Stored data
-- Opening Marker --
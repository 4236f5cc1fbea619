use serde::{Deserialize, Serialize};

/// Number of PCM samples per channel carried in a snapshot.
pub const WAVEFORM_SAMPLES: usize = 576;
/// Number of spectrum bins per channel carried in a snapshot.
pub const SPECTRUM_SAMPLES: usize = 512;

/// Channel selector for waveform and spectrum lookups.
#[derive(Debug, Clone, Copy, PartialEq, Eq)]
pub enum Channel {
    Left,
    Right,
}

/// Per-frame audio features. The renderer only reads this; it is produced by
/// an external analyser (or [`crate::FeatureExtractor`]).
#[derive(Debug, Clone, PartialEq, Serialize, Deserialize)]
#[serde(default)]
pub struct FrameAudioData {
    pub time: f32,
    pub frame: u32,
    pub fps: f32,
    /// Playback position of the preset in [0, 1].
    pub progress: f32,
    pub bass: f32,
    pub mid: f32,
    pub treb: f32,
    pub bass_att: f32,
    pub mid_att: f32,
    pub treb_att: f32,
    pub vol: f32,
    pub waveform_left: Vec<f32>,
    pub waveform_right: Vec<f32>,
    pub spectrum_left: Vec<f32>,
    pub spectrum_right: Vec<f32>,
}

impl Default for FrameAudioData {
    fn default() -> Self {
        Self {
            time: 0.0,
            frame: 0,
            fps: 60.0,
            progress: 0.0,
            bass: 1.0,
            mid: 1.0,
            treb: 1.0,
            bass_att: 1.0,
            mid_att: 1.0,
            treb_att: 1.0,
            vol: 1.0,
            waveform_left: vec![0.0; WAVEFORM_SAMPLES],
            waveform_right: vec![0.0; WAVEFORM_SAMPLES],
            spectrum_left: vec![0.0; SPECTRUM_SAMPLES],
            spectrum_right: vec![0.0; SPECTRUM_SAMPLES],
        }
    }
}

impl FrameAudioData {
    /// Copies `other` into `self`, reusing the sample buffers.
    pub fn copy_from(&mut self, other: &FrameAudioData) {
        self.clone_from(other);
    }

    /// Waveform sample at `index`, zero outside the captured range.
    pub fn waveform(&self, channel: Channel, index: usize) -> f32 {
        let data = match channel {
            Channel::Left => &self.waveform_left,
            Channel::Right => &self.waveform_right,
        };
        data.get(index).copied().unwrap_or(0.0)
    }

    pub fn spectrum(&self, channel: Channel, index: usize) -> f32 {
        let data = match channel {
            Channel::Left => &self.spectrum_left,
            Channel::Right => &self.spectrum_right,
        };
        data.get(index).copied().unwrap_or(0.0)
    }
}

#[cfg(test)]
mod tests {
    use super::*;

    #[test]
    fn out_of_range_samples_read_as_silence() {
        let mut audio = FrameAudioData::default();
        audio.waveform_left[3] = 0.5;

        assert_eq!(audio.waveform(Channel::Left, 3), 0.5);
        assert_eq!(audio.waveform(Channel::Left, WAVEFORM_SAMPLES + 10), 0.0);
        assert_eq!(audio.spectrum(Channel::Right, SPECTRUM_SAMPLES), 0.0);
    }

    #[test]
    fn partial_json_fills_defaults() {
        let audio: FrameAudioData = serde_json::from_str(r#"{ "bass": 2.5 }"#).unwrap();
        assert_eq!(audio.bass, 2.5);
        assert_eq!(audio.mid, 1.0);
        assert_eq!(audio.waveform_right.len(), WAVEFORM_SAMPLES);
    }
}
-- Closing Marker --
### Exercise aim
When a line in the data above contains the string "usize", copy that line.

### Answer area
pub const WAVEFORM_SAMPLES: usize = 576;
pub const SPECTRUM_SAMPLES: usize = 512;
    pub fn waveform(&self, channel: Channel, index: usize) -> f32 {
    pub fn spectrum(&self, channel: Channel, index: usize) -> f32 {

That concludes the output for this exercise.